Bishop Conlon noted during an interview that he knew of no programs that provided such training to priests who received seminary training abroad.

“The problem is that we don’t have any built-in mechanism for providing this kind of orientation in individual dioceses, and the USCCB doesn’t provide any such programs.”

“Seminaries and Catholic universities are the kinds of institutions that have the experience and resources to offer these kinds of programs, and the question should be asked about why they are not doing it.”

The report released today “found the incidence of abuse began to rise in the ’60s, peaked in the ’70s and declined sharply in the ’80s.” Even cases from the past which are reported now, they said, “continue to fall into this same pattern” and that “the hundreds of cases reported yearly continue to fall within the timeline of the established curve.”

“These results do not mean that the hurt of the abuse is in the past,” reads the report.

The report confirmed nationwide adherence to the charter’s guidelines over the past decade.

“[P]rior to the charter, at least 25 dioceses/eparchies had victim-assistance coordinators (VAC); since 2002, all 195 dioceses/eparchies have them. The VAC assists the bishops in responding to those making allegations in ways that promote healing and reconciliation. The Church learned that responding to victims in a strictly legal manner did not help either the victims or the Church solution but the right thing to do and an integral part of the Church’s spiritual mission.”

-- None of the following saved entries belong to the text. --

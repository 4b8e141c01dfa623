/*!
 * Ketama Consistent-Hash Ring
 *
 * Weighted virtual-node placement derived from MD5, the classic Ketama
 * scheme: each node gets roughly `160 * weight / total_weight` points
 * scattered across the ring, and `get_node` binary-searches the sorted
 * point list for the first point at or after the key's hash, wrapping to
 * the start. The live point list is published behind a `RwLock<Arc<_>>` so
 * `get_node` never blocks on `add_node`/`del_node`/`init`, matching the
 * reference ring's atomic-snapshot `tickArray`.
 */

use md5::{Digest, Md5};
use parking_lot::RwLock;
use smol_str::SmolStr;
use std::sync::Arc;

const POINTS_PER_SERVER: f64 = 160.0;
const POINTS_PER_HASH: usize = 4;
const MAX_HOST_LEN: usize = 64;

pub type KeyHashFn = fn(&[u8]) -> u32;

#[derive(Clone, Copy, Debug)]
struct Tick {
    hash: u32,
    node_idx: u32,
}

struct Snapshot {
    ticks: Vec<Tick>,
    names: Vec<SmolStr>,
}

impl Default for Snapshot {
    fn default() -> Self {
        Snapshot {
            ticks: Vec::new(),
            names: Vec::new(),
        }
    }
}

/// A Ketama hash ring. Clone-cheap to hand out (internally an `Arc`).
pub struct HashRing {
    hash: KeyHashFn,
    state: RwLock<RingState>,
}

struct RingState {
    nodes: Vec<SmolStr>,
    spots: Vec<u32>,
    snapshot: Arc<Snapshot>,
}

impl HashRing {
    /// A ring using the default FNV-1a key hash.
    pub fn ketama() -> Self {
        Self::with_hash(crate::hashkit::fnv1a)
    }

    pub fn with_hash(hash: KeyHashFn) -> Self {
        HashRing {
            hash,
            state: RwLock::new(RingState {
                nodes: Vec::new(),
                spots: Vec::new(),
                snapshot: Arc::new(Snapshot::default()),
            }),
        }
    }

    /// Replace the full node set and rebuild the point list.
    pub fn init(&self, nodes: &[SmolStr], spots: &[u32]) {
        assert_eq!(nodes.len(), spots.len(), "nodes length not equal spots length");
        let mut guard = self.state.write();
        guard.nodes = nodes.to_vec();
        guard.spots = spots.to_vec();
        let snapshot = build_snapshot(&guard.nodes, &guard.spots);
        guard.snapshot = Arc::new(snapshot);
    }

    /// Add a node (or update its weight if it already exists) and rebuild.
    pub fn add_node(&self, node: &str, spot: u32) {
        let mut guard = self.state.write();
        let mut nodes = guard.nodes.clone();
        let mut spots = guard.spots.clone();
        match nodes.iter().position(|n| n == node) {
            Some(idx) => spots[idx] = spot,
            None => {
                nodes.push(SmolStr::new(node));
                spots.push(spot);
            }
        }
        let snapshot = build_snapshot(&nodes, &spots);
        guard.nodes = nodes;
        guard.spots = spots;
        guard.snapshot = Arc::new(snapshot);
    }

    /// Remove a node (no-op if absent) and rebuild.
    pub fn del_node(&self, node: &str) {
        let mut guard = self.state.write();
        let keep: Vec<usize> = guard
            .nodes
            .iter()
            .enumerate()
            .filter(|(_, n)| n.as_str() != node)
            .map(|(i, _)| i)
            .collect();
        if keep.len() == guard.nodes.len() {
            return;
        }
        let nodes: Vec<SmolStr> = keep.iter().map(|&i| guard.nodes[i].clone()).collect();
        let spots: Vec<u32> = keep.iter().map(|&i| guard.spots[i]).collect();
        let snapshot = build_snapshot(&nodes, &spots);
        guard.nodes = nodes;
        guard.spots = spots;
        guard.snapshot = Arc::new(snapshot);
    }

    /// Look up the node responsible for `key`. `None` if the ring is empty.
    pub fn get_node(&self, key: &[u8]) -> Option<SmolStr> {
        let snapshot = self.state.read().snapshot.clone();
        if snapshot.ticks.is_empty() {
            return None;
        }
        let value = (self.hash)(key);
        let i = match snapshot.ticks.binary_search_by(|t| t.hash.cmp(&value)) {
            Ok(i) => i,
            Err(i) => i,
        };
        let i = if i >= snapshot.ticks.len() { 0 } else { i };
        Some(snapshot.names[snapshot.ticks[i].node_idx as usize].clone())
    }
}

fn build_snapshot(nodes: &[SmolStr], spots: &[u32]) -> Snapshot {
    let total_weight: u32 = spots.iter().sum();
    if total_weight == 0 || nodes.is_empty() {
        return Snapshot::default();
    }
    let svrn = nodes.len() as f64;
    let mut ticks = Vec::new();
    for (idx, _node) in nodes.iter().enumerate() {
        let pct = spots[idx] as f64 / total_weight as f64;
        let pointer_per_svr = ((pct * POINTS_PER_SERVER / POINTS_PER_HASH as f64 * svrn + 1e-10)
            * POINTS_PER_HASH as f64) as usize;
        for pidx in 1..=(pointer_per_svr / POINTS_PER_HASH) {
            let mut host = format!("{}-{}", nodes[idx], pidx - 1);
            if host.len() > MAX_HOST_LEN {
                host.truncate(MAX_HOST_LEN);
            }
            for alignment in 0..POINTS_PER_HASH {
                let hash = ketama_hash(host.as_bytes(), alignment);
                ticks.push(Tick {
                    hash,
                    node_idx: idx as u32,
                });
            }
        }
    }
    ticks.sort_by_key(|t| t.hash);
    Snapshot {
        ticks,
        names: nodes.to_vec(),
    }
}

fn ketama_hash(key: &[u8], alignment: usize) -> u32 {
    let mut hasher = Md5::new();
    hasher.update(key);
    let digest = hasher.finalize();
    let off = alignment * 4;
    u32::from_le_bytes([digest[off], digest[off + 1], digest[off + 2], digest[off + 3]])
}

The reporting of abuse allegations has also dramatically improved.

“Prior to 2002, at least 77 dioceses/eparchies had policies and procedures in place to respond to allegations of sexual abuse. Now all 195 dioceses/eparchies have such policies and procedures."

Further, the report found that U.S. dioceses uniformly implement codes of conduct to guide the interactions between minors and priests and other adults in Catholics institutions, and diocesan bishops routinely consult with lay review boards to decide “whether or not a cleric accused of sexual abuse should be reinstated or permanently removed from ministry.”

The report stated that “confidential settlement agreements with victims have been abolished except when requested by the victim."

Further, diocesan authorities are now “required to report all allegations of sexual abuse of minors to public authorities and to cooperate with any investigations on all matters of sexual abuse."

Victims of clergy abuse are now advised by diocesan representatives “of their right to make a report to public authorities. When one bishop fails to do so, the whole Church suffers.”

Joan Frawley Desmond is the Register’s senior editor.